## Work task
For this exercise, output the line containing "let err = spec.to_declared_predicate::<Artist>().unwrap_err();" and every line after it through the end of the records, exactly, and no other line.

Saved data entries
# # # # # # #
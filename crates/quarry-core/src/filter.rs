//! # Filter Specifications
//!
//! Declarative `{ property, operator, value }` filters as they arrive from a
//! caller, and their conversion into [`Predicate`]s.

use std::fmt;
use std::str::FromStr;

use serde::{Deserialize, Serialize};

use crate::descriptor::describe;
use crate::error::{CoreError, CoreResult};
use crate::model::Model;
use crate::predicate::{compare, Predicate};
use crate::value::Value;

// =============================================================================
// Filter Operator
// =============================================================================

/// Comparison operator of a filter.
#[derive(Debug, Clone, Copy, PartialEq, Eq, Hash, Serialize, Deserialize)]
#[serde(rename_all = "camelCase")]
pub enum FilterOp {
    Equals,
    NotEquals,
    LessThan,
    LessOrEqual,
    GreaterThan,
    GreaterOrEqual,
    IsNullOrEmpty,
    Contains,
}

impl FilterOp {
    pub const ALL: [FilterOp; 8] = [
        FilterOp::Equals,
        FilterOp::NotEquals,
        FilterOp::LessThan,
        FilterOp::LessOrEqual,
        FilterOp::GreaterThan,
        FilterOp::GreaterOrEqual,
        FilterOp::IsNullOrEmpty,
        FilterOp::Contains,
    ];

    /// Wire name, as accepted by [`FromStr`].
    pub fn as_str(&self) -> &'static str {
        match self {
            FilterOp::Equals => "equals",
            FilterOp::NotEquals => "notEquals",
            FilterOp::LessThan => "lessThan",
            FilterOp::LessOrEqual => "lessOrEqual",
            FilterOp::GreaterThan => "greaterThan",
            FilterOp::GreaterOrEqual => "greaterOrEqual",
            FilterOp::IsNullOrEmpty => "isNullOrEmpty",
            FilterOp::Contains => "contains",
        }
    }

    /// `<`, `<=`, `>`, `>=`.
    pub fn is_ordering(&self) -> bool {
        matches!(
            self,
            FilterOp::LessThan
                | FilterOp::LessOrEqual
                | FilterOp::GreaterThan
                | FilterOp::GreaterOrEqual
        )
    }
}

impl fmt::Display for FilterOp {
    fn fmt(&self, f: &mut fmt::Formatter<'_>) -> fmt::Result {
        f.write_str(self.as_str())
    }
}

impl FromStr for FilterOp {
    type Err = String;

    fn from_str(s: &str) -> Result<Self, Self::Err> {
        FilterOp::ALL
            .into_iter()
            .find(|op| op.as_str().eq_ignore_ascii_case(s))
            .ok_or_else(|| format!("Unknown filter operator: {s}"))
    }
}

// =============================================================================
// Filter Specification
// =============================================================================

/// A single declarative filter.
///
/// ```json
/// { "property": "plays", "op": "greaterThan", "value": 100 }
/// ```
#[derive(Debug, Clone, PartialEq, Serialize, Deserialize)]
#[serde(rename_all = "camelCase")]
pub struct FilterSpec {
    pub property: String,
    pub op: FilterOp,
    #[serde(default)]
    pub value: Value,
}

impl FilterSpec {
    pub fn new(property: impl Into<String>, op: FilterOp, value: impl Into<Value>) -> Self {
        FilterSpec {
            property: property.into(),
            op,
            value: value.into(),
        }
    }

    /// Builds the predicate with only type checks.
    pub fn to_predicate<T: Model>(&self) -> CoreResult<Predicate<T>> {
        compare(&self.property, self.op, self.value.clone())
    }

    /// Builds the predicate after checking that the root property is
    /// declared searchable with this operator.
    ///
    /// Used for filters supplied by untrusted callers.
    pub fn to_declared_predicate<T: Model>(&self) -> CoreResult<Predicate<T>> {
        let descriptor = describe::<T>();
        let root = self.property.split('.').next().unwrap_or_default();
        // Unknown roots fall through and surface as UnknownProperty.
        if let Some(field) = descriptor.field(root) {
            if !field.supports(self.op) {
                return Err(CoreError::NotFilterable {
                    entity: descriptor.name().to_string(),
                    property: self.property.clone(),
                    op: self.op,
                });
            }
        }
        self.to_predicate()
    }
}

// =============================================================================
// Unit Tests
// =============================================================================

#[cfg(test)]
mod tests {
    use super::*;
    use crate::test_fixtures::{artist, Artist};

    #[test]
    fn test_op_names_round_trip() {
        for op in FilterOp::ALL {
            assert_eq!(op.as_str().parse::<FilterOp>().unwrap(), op);
        }
        assert_eq!("CONTAINS".parse::<FilterOp>().unwrap(), FilterOp::Contains);
        assert!("like".parse::<FilterOp>().is_err());
    }

    #[test]
    fn test_deserialize_filter_spec() {
        let spec: FilterSpec = serde_json::from_str(
            r#"{ "property": "plays", "op": "greaterOrEqual", "value": 100 }"#,
        )
        .unwrap();
        assert_eq!(spec, FilterSpec::new("plays", FilterOp::GreaterOrEqual, 100));

        let spec: FilterSpec =
            serde_json::from_str(r#"{ "property": "tag", "op": "isNullOrEmpty" }"#).unwrap();
        assert_eq!(spec.value, Value::Null);
    }

    #[test]
    fn test_declared_filter_checks() {
        let spec = FilterSpec::new("plays", FilterOp::GreaterThan, 5);
        let predicate = spec.to_declared_predicate::<Artist>().unwrap();
        let mut loud = artist(1, "Acme", None);
        loud.plays = 9;
        assert!(predicate.matches(&loud));

        // Not declared for clients even though the type supports it.
        let spec = FilterSpec::new("plays", FilterOp::LessOrEqual, 5);
        let err = spec.to_declared_predicate::<Artist>().unwrap_err();
        assert!(matches!(err, CoreError::NotFilterable { .. }));

        let spec = FilterSpec::new("genre", FilterOp::Equals, "rock");
        assert!(spec.to_predicate::<Artist>().is_ok());
        assert!(matches!(
            spec.to_declared_predicate::<Artist>().unwrap_err(),
            CoreError::NotFilterable { .. }
        ));

        let spec = FilterSpec::new("missing", FilterOp::Equals, 1);
        assert!(matches!(
            spec.to_declared_predicate::<Artist>().unwrap_err(),
            CoreError::UnknownProperty { .. }
        ));
    }
}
# # # # # # #
## Response below
        let err = spec.to_declared_predicate::<Artist>().unwrap_err();
        assert!(matches!(err, CoreError::NotFilterable { .. }));

        let spec = FilterSpec::new("genre", FilterOp::Equals, "rock");
        assert!(spec.to_predicate::<Artist>().is_ok());
        assert!(matches!(
            spec.to_declared_predicate::<Artist>().unwrap_err(),
            CoreError::NotFilterable { .. }
        ));

        let spec = FilterSpec::new("missing", FilterOp::Equals, 1);
        assert!(matches!(
            spec.to_declared_predicate::<Artist>().unwrap_err(),
            CoreError::UnknownProperty { .. }
        ));
    }
}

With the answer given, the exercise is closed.